Discussion in 'Programming' started by Vikom, Mar 15, 2019.

  1. Vikom

    Vikom Member

    Joined:
    Jun 21, 2016
    Posts:
    109
    Hi!
    I'm seeking for others' experience.

    Usually, after some time, my projects turn into a mess, so I guess that writing documentation is not a bad idea.
    Do you have any experience with it? I've tried to write a complex documentation along with programming in LO Writer but after about 5 hours of development, I already think it's not the best way to execute it.

    How do you write it? What do you note?
    I believe it is necessary to list all variables that are not "one use" and probably the main description of every object like what it does/should do.

    I'll be grateful for any good answers.
     
  2. Sabnock

    Sabnock Member

    Joined:
    Jul 21, 2016
    Posts:
    272
    i use both comments, notes and trello.

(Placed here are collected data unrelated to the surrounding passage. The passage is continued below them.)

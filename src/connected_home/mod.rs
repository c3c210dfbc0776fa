// SPDX-License-Identifier: MPL-2.0
// This Source Code Form is subject to the terms of the Mozilla Public
// License, v. 2.0. If a copy of the MPL was not distributed with this
// file, You can obtain one at https://mozilla.org/MPL/2.0/.

//! Voice assistant (Connected Home) adapter.
//!
//! The adapter answers two kinds of requests on behalf of an account's
//! devices:
//!
//! - **Discovery**: every connected device's `achStr` descriptor is read and
//!   expanded into appliances with ids `<cloudDeviceId>-<deviceNumber>`.
//! - **Control**: a `SwitchOnOffRequest` for appliance `<id>-<n>` becomes a
//!   `control` call with argument `"<n>.1"` (on) or `"<n>.0"` (off).
//!
//! Control failures are reported to the assistant as an error message built
//! by [`AdapterError::to_message`](crate::error::AdapterError::to_message):
//!
//! | Code | When |
//! |------|------|
//! | `UNSUPPORTED_OPERATION` | Request name is not `SwitchOnOffRequest` |
//! | `UNEXPECTED_INFORMATION_RECEIVED` | Bad token or appliance id, or the device returned a status other than `1` |
//! | `DEPENDENT_SERVICE_UNAVAILABLE` | The cloud call failed or timed out |

mod adapter;
mod appliance;
mod message;

pub use adapter::{AdapterConfig, ConnectedHomeAdapter};
pub use appliance::{ApplianceId, DiscoveredAppliance, SwitchAction, appliances_from_descriptor};
pub use message::{ControlErrorCode, Header, Message, PAYLOAD_VERSION, name, namespace};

    all coders should at the very least use // comments in their code.

    i note what the code is for, what variables are for what and the structure
     
  3. Vikom

    Vikom Member

    Joined:
    Jun 21, 2016
    Posts:
    109
    Thank you!
    What structure do you use?
    I comment most of vars in Create and sometimes explain what the following script is for but I have no real norm for it.
     
  4. JackTurbo

    JackTurbo Member

    Joined:
    Oct 19, 2016
    Posts:
    782
    I use comments, verbose human readable naming conventions, trello and various Google docs.

    Google docs is great for things like GDD's, random thoughts and ideas for mechanics or characters/story etc

    Trello is awesome for keeping track of tasks, bugs that need to be fixed etc

    The really big one for me however and I really can't emphasize enough just how greatly helpful I find it is; descriptive naming of variables and scripts.
    This is especially helpful when returning to a system I havent touched in a while. Having a longer variable name or script name to type is a tiny cost for being able to tell what something is doing at a glance.
    Take a look at my attack states for example:
    Code:
        #region //attack state
        case "primary attack":
           script_execute(primaryEquippedWeapon);
        break;
        #endregion
    
    A lot of people would never use a variable name like primaryEquippedWeapon.
    Its so long! Thats so much typing! etc
    But just from that one line of code you know that we are executing a script, held in a variable. Thanks to the long descriptive name we know that the contents of that variable will be a weapon script, that its triggered by our primary attack input and that it isnt the only attack script we can use. There is zero ambiguity about what it is and what it does and that is invaluable on a long term project.

    Consistency is also important and can be applied even to throwaway elements like local variables.
    For example if I always use xx/yy for local variables that relate to x/y coordinates, but instead use ii/jj for simple counters. This also tells me a lot at a glance.